= REQUIREMENT =
Print word for word the first line of the records below and every following line through the one containing "schemas validate with"; print nothing else.

[Stored data entries]
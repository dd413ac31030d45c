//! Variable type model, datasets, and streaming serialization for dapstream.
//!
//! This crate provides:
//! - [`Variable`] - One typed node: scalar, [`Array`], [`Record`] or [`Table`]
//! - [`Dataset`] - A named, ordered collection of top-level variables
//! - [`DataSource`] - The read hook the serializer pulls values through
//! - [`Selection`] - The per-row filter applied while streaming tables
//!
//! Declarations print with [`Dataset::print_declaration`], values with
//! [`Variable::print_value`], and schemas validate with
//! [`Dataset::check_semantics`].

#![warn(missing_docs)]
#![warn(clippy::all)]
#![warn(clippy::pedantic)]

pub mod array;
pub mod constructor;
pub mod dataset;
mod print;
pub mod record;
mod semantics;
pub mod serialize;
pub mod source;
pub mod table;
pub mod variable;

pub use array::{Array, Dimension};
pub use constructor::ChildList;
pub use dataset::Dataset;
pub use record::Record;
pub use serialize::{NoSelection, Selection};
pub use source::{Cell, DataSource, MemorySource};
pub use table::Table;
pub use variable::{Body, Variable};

= PROBLEM SOLUTION =
repository dd413ac31030d45c
//! Variable type model, datasets, and streaming serialization for dapstream.
//!
//! This crate provides:
//! - [`Variable`] - One typed node: scalar, [`Array`], [`Record`] or [`Table`]
//! - [`Dataset`] - A named, ordered collection of top-level variables
//! - [`DataSource`] - The read hook the serializer pulls values through
//! - [`Selection`] - The per-row filter applied while streaming tables
//!
//! Declarations print with [`Dataset::print_declaration`], values with
//! [`Variable::print_value`], and schemas validate with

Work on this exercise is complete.